Caso Balotelli: tutti contro il Verona, dalla Uefa alla Roma

Con un tweet al società giallorossa si unisce al coro di condanna su quanto accaduto domenica al Bentegodi

L’ASRoma “si schiera al fianco di Mario Balotelli per gli insulti razzisti di domenica”, Lo scrive la squadra sul suo account Twitter. “Che siano 20 o 2000 persone, il razzismo è inaccettabile -si legge-. È ora di scegliere da che parte stare, tra chi è pronto a opporsi al razzismo e chi gli permetterà di distruggere il gioco che amiamo”.

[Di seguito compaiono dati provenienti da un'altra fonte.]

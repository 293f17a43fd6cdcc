//! CORS allow-list derived from the active peer instances.

use std::collections::HashSet;
use std::sync::{Arc, RwLock};

use axum::http::{header, HeaderValue, Method};
use parley_shared::types::InstanceStatus;
use tower_http::cors::{AllowOrigin, CorsLayer};

use crate::state::Store;

/// Lazily loaded set of active federated domains. Cleared on every trust
/// change and reloaded on the next CORS check.
#[derive(Clone)]
pub struct CorsCache {
    store: Store,
    domains: Arc<RwLock<Option<Arc<HashSet<String>>>>>,
}

impl CorsCache {
    pub fn new(store: Store) -> Self {
        Self {
            store,
            domains: Arc::new(RwLock::new(None)),
        }
    }

    pub fn invalidate(&self) {
        if let Ok(mut guard) = self.domains.write() {
            *guard = None;
        }
        tracing::debug!("cors allow-list invalidated");
    }

    /// Whether an `Origin` header value belongs to an active instance.
    pub fn is_allowed(&self, origin: &str) -> bool {
        let Some(host) = origin
            .strip_prefix("https://")
            .or_else(|| origin.strip_prefix("http://"))
        else {
            return false;
        };
        self.domains().contains(host.trim_end_matches('/'))
    }

    fn domains(&self) -> Arc<HashSet<String>> {
        if let Ok(guard) = self.domains.read() {
            if let Some(domains) = guard.as_ref() {
                return domains.clone();
            }
        }

        let loaded = match self
            .store
            .with(|db| db.list_domains_with_status(InstanceStatus::Active))
        {
            Ok(list) => Arc::new(list.into_iter().collect::<HashSet<_>>()),
            Err(e) => {
                // Not cached, so the next request retries.
                tracing::warn!(error = %e, "failed to load cors allow-list");
                return Arc::new(HashSet::new());
            }
        };

        if let Ok(mut guard) = self.domains.write() {
            *guard = Some(loaded.clone());
        }
        loaded
    }

    pub fn layer(&self) -> CorsLayer {
        let cache = self.clone();
        CorsLayer::new()
            .allow_origin(AllowOrigin::predicate(
                move |origin: &HeaderValue, _parts| {
                    origin.to_str().map(|o| cache.is_allowed(o)).unwrap_or(false)
                },
            ))
            .allow_methods([Method::GET, Method::POST, Method::DELETE, Method::OPTIONS])
            .allow_headers([header::AUTHORIZATION, header::CONTENT_TYPE])
    }
}

#[cfg(test)]
mod tests {
    use super::*;
    use parley_shared::types::TrustState;
    use parley_store::Database;

    #[test]
    fn test_allow_list_follows_invalidation() {
        let store = Store::new(Database::open_in_memory().unwrap());
        let cache = CorsCache::new(store.clone());

        assert!(!cache.is_allowed("https://b.example"));

        store
            .with(|db| db.insert_instance("b.example", None, None, TrustState::ACTIVE_MUTUAL, None))
            .unwrap();
        // still cached
        assert!(!cache.is_allowed("https://b.example"));

        cache.invalidate();
        assert!(cache.is_allowed("https://b.example"));
        assert!(cache.is_allowed("http://b.example/"));
        assert!(!cache.is_allowed("https://c.example"));
        assert!(!cache.is_allowed("b.example"));
    }
}
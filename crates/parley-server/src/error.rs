use axum::http::StatusCode;
use axum::response::{IntoResponse, Response};
use parley_store::StoreError;
use thiserror::Error;

#[derive(Debug, Error)]
pub enum ServerError {
    #[error("Invalid signature")]
    InvalidSignature,

    #[error("Domain verification failed: {0}")]
    DomainVerificationFailed(String),

    #[error("Instance is blocked")]
    InstanceBlocked,

    #[error("Instance has not been approved yet")]
    ApprovalNotYetGranted,

    #[error("Missing identity: {0}")]
    IdentityIncomplete(String),

    #[error("Not found: {0}")]
    NotFound(String),

    #[error("Payload too large")]
    PayloadTooLarge,

    #[error("Invalid JSON: {0}")]
    InvalidJson(String),

    #[error("Invalid request: {0}")]
    BadRequest(String),

    #[error("Unauthorized: {0}")]
    Unauthorized(String),

    #[error("Forbidden: {0}")]
    Forbidden(String),

    #[error("Federation not enabled")]
    FederationDisabled,

    #[error("Peer unreachable: {0}")]
    Network(String),

    #[error("Storage error: {0}")]
    Store(#[from] StoreError),

    #[error("Internal error: {0}")]
    Internal(String),
}

impl ServerError {
    pub fn status(&self) -> StatusCode {
        match self {
            ServerError::InvalidSignature
            | ServerError::DomainVerificationFailed(_)
            | ServerError::Unauthorized(_) => StatusCode::UNAUTHORIZED,
            ServerError::InstanceBlocked
            | ServerError::ApprovalNotYetGranted
            | ServerError::Forbidden(_)
            | ServerError::FederationDisabled => StatusCode::FORBIDDEN,
            ServerError::IdentityIncomplete(_)
            | ServerError::PayloadTooLarge
            | ServerError::InvalidJson(_)
            | ServerError::BadRequest(_) => StatusCode::BAD_REQUEST,
            ServerError::NotFound(_) => StatusCode::NOT_FOUND,
            ServerError::Network(_) => StatusCode::BAD_GATEWAY,
            ServerError::Store(StoreError::NotFound) => StatusCode::NOT_FOUND,
            ServerError::Store(_) | ServerError::Internal(_) => {
                StatusCode::INTERNAL_SERVER_ERROR
            }
        }
    }
}

impl From<reqwest::Error> for ServerError {
    fn from(e: reqwest::Error) -> Self {
        ServerError::Network(e.to_string())
    }
}

impl IntoResponse for ServerError {
    fn into_response(self) -> Response {
        let status = self.status();
        let message = match &self {
            ServerError::Store(StoreError::NotFound) => "Not found".to_string(),
            ServerError::Store(e) => {
                tracing::error!(error = %e, "storage failure");
                "Internal server error".to_string()
            }
            ServerError::Internal(e) => {
                tracing::error!(error = %e, "internal failure");
                "Internal server error".to_string()
            }
            _ => self.to_string(),
        };

        let body = serde_json::json!({
            "error": message,
        });

        (status, axum::Json(body)).into_response()
    }
}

Nelle scorse ore ha parlato anche il vicepresidente della Uefa Michele Uva, in occasione dell’evento “Sport & Business summit”: “Non è l’atto di Balotelli a dover scuotere gli animi, posso parlare a nome della UEFA, che ha regole strette che vanno rispettate e applicate. Sospese le partite e poi tutti gli step. La stupidità delle persone è sempre da combattere e noi queste persone non le vogliamo negli stadi, passiamo dalle regole ai fatti”. Sulle società che minimizzano: “È un fatto grave, oggi una società può decidere se dare o revocare l’abbonamento, ma pochissime società lo hanno applicato. All’estero c’è sicuramente più determinazione, questa cultura non si materializza solo negli stadi, ma anche nella politica, quando qualcuno crea una barriera tra le persone”.

Sul caso è intervenuto anche Damiano Tommasi, presidente dell’Assocalciatori:  “Inutile che ci giriamo attorno, se qualcuno fa il verso della scimmia ad un giocatore perché di colore, quello è razzismo: anche se sono in due a farlo, sono troppi – ha detto all’agenzia di stampa Ansa -. Non è il caso Balotelli e neanche il caso Verona, pochi sanno che il patrono della città è San Zeno, vescovo di colore, e che qui sono nati i comboniani attivi in Africa. Razzista non è una città, ma i comportamenti sì, quelli sono razzisti”.